El Consejero de Agricultura, Ganadería y Desarrollo Rural, Íñigo Nagore, se ha reunido esta mañana con los representantes de las Organizaciones Profesionales Agrarias con el fin de explicar el contenido de las ayudas que ha implementado para el presente Ejercicio el Gobierno de La Rioja y resolver cuantas dudas pudieran surgir para agricultores y ganaderos de la región. Según ha explicado, "la Consejería de Agricultura ha realizado un gran esfuerzo para que la convocatoria de estas ayudas se haya realizado en los primeros días de enero, con plazo al final del mismo mes". Por ello, en esta reunión se han analizado las solicitudes presentadas a programas como los planes de mejora, asesoramiento a explotaciones, incorporación de jóvenes, etc.

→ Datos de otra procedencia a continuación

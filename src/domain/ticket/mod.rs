//! Ticket domain module.
//!
//! Support tickets are opened by users directly or created by escalation
//! when a message cannot be answered automatically.

mod aggregate;
mod errors;
mod status;

pub use aggregate::{NewTicket, Ticket, TicketUpdate, MAX_TITLE_LENGTH};
pub use errors::TicketError;
pub use status::TicketStatus;
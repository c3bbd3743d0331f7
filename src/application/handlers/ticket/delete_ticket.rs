//! DeleteTicketHandler - Admin-only ticket removal.

use std::sync::Arc;

use crate::domain::foundation::{AuthenticatedUser, TicketId};
use crate::domain::ticket::TicketError;
use crate::ports::TicketRepository;

#[derive(Debug, Clone, Copy)]
pub struct DeleteTicketCommand {
    pub ticket_id: TicketId,
}

pub struct DeleteTicketHandler {
    repository: Arc<dyn TicketRepository>,
}

impl DeleteTicketHandler {
    pub fn new(repository: Arc<dyn TicketRepository>) -> Self {
        Self { repository }
    }

    pub async fn handle(
        &self,
        cmd: DeleteTicketCommand,
        actor: &AuthenticatedUser,
    ) -> Result<(), TicketError> {
        if !actor.is_admin() {
            return Err(TicketError::Forbidden);
        }

        if !self.repository.delete(cmd.ticket_id).await? {
            return Err(TicketError::not_found(cmd.ticket_id));
        }

        tracing::info!(ticket_id = %cmd.ticket_id, admin_id = %actor.id, "Ticket deleted");
        Ok(())
    }
}
//! HTTP adapter for account and token endpoints.

mod dto;
mod handlers;
mod routes;

pub use dto::{LoginRequest, LogoutResponse, SignupRequest, TokenResponse, UserResponse};
pub use handlers::AuthHandlers;
pub use routes::auth_routes;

En su opinión, los resultados de este análisis "son sorprendentes, ya que para esta convocatoria, supuestamente en momentos de crisis y no precisamente de inversión, hemos visto cómo se han mantenido las solicitudes con respecto a otros años". Así, ha señalado cómo el número de expedientes en modernización de explotaciones se ha mantenido en torno a los 400; o también se ha rondado el número habitual de solicitudes para primera instalación de jóvenes agricultores, en torno a las 50; o las ayudas al asesoramiento que alcanzan una demanda de más de 2.200 solicitudes".

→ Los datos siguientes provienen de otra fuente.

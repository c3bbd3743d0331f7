//! HTTP DTOs for account and token endpoints.

use serde::{Deserialize, Serialize};

use crate::domain::foundation::{AuthenticatedUser, Role};
use crate::domain::user::User;
use crate::ports::IssuedToken;

#[derive(Debug, Clone, Deserialize)]
pub struct SignupRequest {
    pub username: String,
    pub email: String,
    pub password: String,
}

#[derive(Debug, Clone, Deserialize)]
pub struct LoginRequest {
    pub username: String,
    pub password: String,
}

#[derive(Debug, Clone, Serialize)]
pub struct UserResponse {
    pub id: i64,
    pub username: String,
    pub email: String,
    pub role: Role,
    #[serde(skip_serializing_if = "Option::is_none")]
    pub created_at: Option<String>,
}

impl From<&User> for UserResponse {
    fn from(user: &User) -> Self {
        Self {
            id: user.id().as_i64(),
            username: user.username().to_string(),
            email: user.email().to_string(),
            role: user.role(),
            created_at: Some(user.created_at().to_rfc3339()),
        }
    }
}

impl From<AuthenticatedUser> for UserResponse {
    fn from(user: AuthenticatedUser) -> Self {
        Self {
            id: user.id.as_i64(),
            username: user.username,
            email: user.email,
            role: user.role,
            created_at: None,
        }
    }
}

/// Issued bearer token. The same value is also set as a cookie.
#[derive(Debug, Clone, Serialize)]
pub struct TokenResponse {
    pub access_token: String,
    pub token_type: &'static str,
    pub expires_at: String,
    pub user: UserResponse,
}

impl TokenResponse {
    pub fn new(token: &IssuedToken, user: &User) -> Self {
        Self {
            access_token: token.token.clone(),
            token_type: "bearer",
            expires_at: token.expires_at.to_rfc3339(),
            user: UserResponse::from(user),
        }
    }
}

#[derive(Debug, Clone, Serialize)]
pub struct LogoutResponse {
    pub message: &'static str,
}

"Todo ello indica", ha dicho, "que los agricultores tienen visión de futuro y que se están imponiendo en estos momentos de crisis, invirtiendo para mejorar sus explotaciones y sus producciones". En consecuencia, para el Consejero esta interpretación es "una buena noticia, un buen síntoma". El momento es complicado pero se está viendo una reacción.

Ayuda al sector agrario
La segunda parte de la reunión se ha centrado en una nueva iniciativa de la Consejería de Agricultura consistente en el estudio de la fórmula para que todos los agricultores y ganaderos que obtengan ayuda del Gobierno de La Rioja en bonificación de intereses de préstamos no paguen su cuota de amortización durante este año, "lo que aliviará de alguna forma la situación económica que, de forma general, viven en la actualidad".
Se calcula que en este momento existen unos 1.200 préstamos vivos, con un montante total cercano a los 62 millones de euros. La idea es aplazar durante un año el pago de la cuota en esta coyuntura de crisis general.